[Collected data]
......
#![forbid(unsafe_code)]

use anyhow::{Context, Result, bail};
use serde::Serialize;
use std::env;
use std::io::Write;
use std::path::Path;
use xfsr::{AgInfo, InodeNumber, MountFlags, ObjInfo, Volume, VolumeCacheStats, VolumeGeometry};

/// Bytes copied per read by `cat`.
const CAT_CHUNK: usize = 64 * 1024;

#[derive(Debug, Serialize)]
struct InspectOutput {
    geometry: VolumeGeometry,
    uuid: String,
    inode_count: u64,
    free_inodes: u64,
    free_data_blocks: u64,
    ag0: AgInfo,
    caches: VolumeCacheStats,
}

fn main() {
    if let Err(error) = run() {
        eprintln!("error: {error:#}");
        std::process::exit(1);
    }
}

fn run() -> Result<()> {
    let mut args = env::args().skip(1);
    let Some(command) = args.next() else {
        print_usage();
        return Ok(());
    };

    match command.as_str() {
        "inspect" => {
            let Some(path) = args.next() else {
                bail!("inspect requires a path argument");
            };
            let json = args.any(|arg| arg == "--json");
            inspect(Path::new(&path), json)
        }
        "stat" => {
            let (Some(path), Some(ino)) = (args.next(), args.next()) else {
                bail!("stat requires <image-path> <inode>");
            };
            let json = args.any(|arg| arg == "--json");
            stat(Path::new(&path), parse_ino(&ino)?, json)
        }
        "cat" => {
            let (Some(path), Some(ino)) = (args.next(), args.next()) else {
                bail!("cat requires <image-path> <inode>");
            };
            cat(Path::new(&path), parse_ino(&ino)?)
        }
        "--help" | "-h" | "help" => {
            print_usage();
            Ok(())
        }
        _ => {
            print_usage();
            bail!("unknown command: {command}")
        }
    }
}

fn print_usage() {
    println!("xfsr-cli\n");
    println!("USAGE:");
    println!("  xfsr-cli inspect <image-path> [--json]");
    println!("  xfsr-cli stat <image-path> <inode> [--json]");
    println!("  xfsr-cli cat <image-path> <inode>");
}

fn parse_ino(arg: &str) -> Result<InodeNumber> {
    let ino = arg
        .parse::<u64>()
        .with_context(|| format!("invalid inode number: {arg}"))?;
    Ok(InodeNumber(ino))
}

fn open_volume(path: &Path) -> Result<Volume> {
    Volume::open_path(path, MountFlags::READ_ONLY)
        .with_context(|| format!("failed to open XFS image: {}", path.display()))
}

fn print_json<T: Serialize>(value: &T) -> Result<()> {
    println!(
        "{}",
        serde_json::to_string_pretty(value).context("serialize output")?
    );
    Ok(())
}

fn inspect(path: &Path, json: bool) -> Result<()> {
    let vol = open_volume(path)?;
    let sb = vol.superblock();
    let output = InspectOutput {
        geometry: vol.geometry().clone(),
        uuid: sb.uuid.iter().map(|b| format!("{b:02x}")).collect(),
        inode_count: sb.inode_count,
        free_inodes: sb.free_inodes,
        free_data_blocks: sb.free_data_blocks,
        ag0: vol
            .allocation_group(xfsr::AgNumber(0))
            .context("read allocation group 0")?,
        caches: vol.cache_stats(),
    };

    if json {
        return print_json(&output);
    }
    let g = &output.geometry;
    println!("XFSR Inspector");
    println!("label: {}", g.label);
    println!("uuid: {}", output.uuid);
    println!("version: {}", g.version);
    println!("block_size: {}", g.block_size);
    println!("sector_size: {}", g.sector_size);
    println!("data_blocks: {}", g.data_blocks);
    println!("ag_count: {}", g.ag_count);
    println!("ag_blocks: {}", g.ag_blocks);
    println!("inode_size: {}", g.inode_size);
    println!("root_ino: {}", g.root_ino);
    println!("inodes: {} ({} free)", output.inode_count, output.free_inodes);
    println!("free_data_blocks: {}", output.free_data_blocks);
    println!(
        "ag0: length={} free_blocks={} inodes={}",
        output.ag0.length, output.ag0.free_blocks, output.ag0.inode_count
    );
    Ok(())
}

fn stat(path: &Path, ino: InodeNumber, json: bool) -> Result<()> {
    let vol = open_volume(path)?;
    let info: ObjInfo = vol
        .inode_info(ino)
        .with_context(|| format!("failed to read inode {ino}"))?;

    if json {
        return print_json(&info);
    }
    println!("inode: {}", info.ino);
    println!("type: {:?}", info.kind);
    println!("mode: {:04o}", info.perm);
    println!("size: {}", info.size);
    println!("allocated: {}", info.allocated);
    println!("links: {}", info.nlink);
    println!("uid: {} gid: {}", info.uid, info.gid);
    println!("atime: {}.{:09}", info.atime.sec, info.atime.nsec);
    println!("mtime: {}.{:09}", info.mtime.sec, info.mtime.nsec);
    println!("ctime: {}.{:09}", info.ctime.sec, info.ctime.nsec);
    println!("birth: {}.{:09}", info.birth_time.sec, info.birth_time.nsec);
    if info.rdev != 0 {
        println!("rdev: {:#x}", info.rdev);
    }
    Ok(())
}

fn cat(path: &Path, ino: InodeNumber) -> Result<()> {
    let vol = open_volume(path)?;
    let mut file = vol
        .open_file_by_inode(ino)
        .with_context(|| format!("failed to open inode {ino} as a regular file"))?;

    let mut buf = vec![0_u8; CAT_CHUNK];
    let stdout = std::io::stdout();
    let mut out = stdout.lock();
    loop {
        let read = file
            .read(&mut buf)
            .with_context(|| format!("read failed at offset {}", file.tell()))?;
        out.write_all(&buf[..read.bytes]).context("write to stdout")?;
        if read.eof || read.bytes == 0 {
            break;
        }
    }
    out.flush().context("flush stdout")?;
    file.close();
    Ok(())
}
......
**Activity**
Write out the records again so that each line matches the original exactly.

**Exercise output**
#![forbid(unsafe_code)]

use anyhow::{Context, Result, bail};
use serde::Serialize;
use std::env;
use std::io::Write;
use std::path::Path;
use xfsr::{AgInfo, InodeNumber, MountFlags, ObjInfo, Volume, VolumeCacheStats, VolumeGeometry};

/// Bytes copied per read by `cat`.
const CAT_CHUNK: usize = 64 * 1024;

#[derive(Debug, Serialize)]
struct InspectOutput {
    geometry: VolumeGeometry,
    uuid: String,
    inode_count: u64,
    free_inodes: u64,
    free_data_blocks: u64,
    ag0: AgInfo,
    caches: VolumeCacheStats,
}

fn main() {
    if let Err(error) = run() {
        eprintln!("error: {error:#}");
        std::process::exit(1);
    }
}

fn run() -> Result<()> {
    let mut args = env::args().skip(1);
    let Some(command) = args.next() else {
        print_usage();
        return Ok(());
    };

    match command.as_str() {
        "inspect" => {
            let Some(path) = args.next() else {
                bail!("inspect requires a path argument");
            };
            let json = args.any(|arg| arg == "--json");
            inspect(Path::new(&path), json)
        }
        "stat" => {
            let (Some(path), Some(ino)) = (args.next(), args.next()) else {
                bail!("stat requires <image-path> <inode>");
            };
            let json = args.any(|arg| arg == "--json");
            stat(Path::new(&path), parse_ino(&ino)?, json)
        }
        "cat" => {
            let (Some(path), Some(ino)) = (args.next(), args.next()) else {
                bail!("cat requires <image-path> <inode>");
            };
            cat(Path::new(&path), parse_ino(&ino)?)
        }
        "--help" | "-h" | "help" => {
            print_usage();
            Ok(())
        }
        _ => {
            print_usage();
            bail!("unknown command: {command}")
        }
    }
}

fn print_usage() {
    println!("xfsr-cli\n");
    println!("USAGE:");
    println!("  xfsr-cli inspect <image-path> [--json]");
    println!("  xfsr-cli stat <image-path> <inode> [--json]");
    println!("  xfsr-cli cat <image-path> <inode>");
}

fn parse_ino(arg: &str) -> Result<InodeNumber> {
    let ino = arg
        .parse::<u64>()
        .with_context(|| format!("invalid inode number: {arg}"))?;
    Ok(InodeNumber(ino))
}

fn open_volume(path: &Path) -> Result<Volume> {
    Volume::open_path(path, MountFlags::READ_ONLY)
        .with_context(|| format!("failed to open XFS image: {}", path.display()))
}

fn print_json<T: Serialize>(value: &T) -> Result<()> {
    println!(
        "{}",
        serde_json::to_string_pretty(value).context("serialize output")?
    );
    Ok(())
}

fn inspect(path: &Path, json: bool) -> Result<()> {
    let vol = open_volume(path)?;
    let sb = vol.superblock();
    let output = InspectOutput {
        geometry: vol.geometry().clone(),
        uuid: sb.uuid.iter().map(|b| format!("{b:02x}")).collect(),
        inode_count: sb.inode_count,
        free_inodes: sb.free_inodes,
        free_data_blocks: sb.free_data_blocks,
        ag0: vol
            .allocation_group(xfsr::AgNumber(0))
            .context("read allocation group 0")?,
        caches: vol.cache_stats(),
    };

    if json {
        return print_json(&output);
    }
    let g = &output.geometry;
    println!("XFSR Inspector");
    println!("label: {}", g.label);
    println!("uuid: {}", output.uuid);
    println!("version: {}", g.version);
    println!("block_size: {}", g.block_size);
    println!("sector_size: {}", g.sector_size);
    println!("data_blocks: {}", g.data_blocks);
    println!("ag_count: {}", g.ag_count);
    println!("ag_blocks: {}", g.ag_blocks);
    println!("inode_size: {}", g.inode_size);
    println!("root_ino: {}", g.root_ino);
    println!("inodes: {} ({} free)", output.inode_count, output.free_inodes);
    println!("free_data_blocks: {}", output.free_data_blocks);
    println!(
        "ag0: length={} free_blocks={} inodes={}",
        output.ag0.length, output.ag0.free_blocks, output.ag0.inode_count
    );
    Ok(())
}

fn stat(path: &Path, ino: InodeNumber, json: bool) -> Result<()> {
    let vol = open_volume(path)?;
    let info: ObjInfo = vol
        .inode_info(ino)
        .with_context(|| format!("failed to read inode {ino}"))?;

    if json {
        return print_json(&info);
    }
    println!("inode: {}", info.ino);
    println!("type: {:?}", info.kind);
    println!("mode: {:04o}", info.perm);
    println!("size: {}", info.size);
    println!("allocated: {}", info.allocated);
    println!("links: {}", info.nlink);
    println!("uid: {} gid: {}", info.uid, info.gid);
    println!("atime: {}.{:09}", info.atime.sec, info.atime.nsec);
    println!("mtime: {}.{:09}", info.mtime.sec, info.mtime.nsec);
    println!("ctime: {}.{:09}", info.ctime.sec, info.ctime.nsec);
    println!("birth: {}.{:09}", info.birth_time.sec, info.birth_time.nsec);
    if info.rdev != 0 {
        println!("rdev: {:#x}", info.rdev);
    }
    Ok(())
}

fn cat(path: &Path, ino: InodeNumber) -> Result<()> {
    let vol = open_volume(path)?;
    let mut file = vol
        .open_file_by_inode(ino)
        .with_context(|| format!("failed to open inode {ino} as a regular file"))?;

    let mut buf = vec![0_u8; CAT_CHUNK];
    let stdout = std::io::stdout();
    let mut out = stdout.lock();
    loop {
        let read = file
            .read(&mut buf)
            .with_context(|| format!("read failed at offset {}", file.tell()))?;
        out.write_all(&buf[..read.bytes]).context("write to stdout")?;
        if read.eof || read.bytes == 0 {
            break;
        }
    }
    out.flush().context("flush stdout")?;
    file.close();
    Ok(())
}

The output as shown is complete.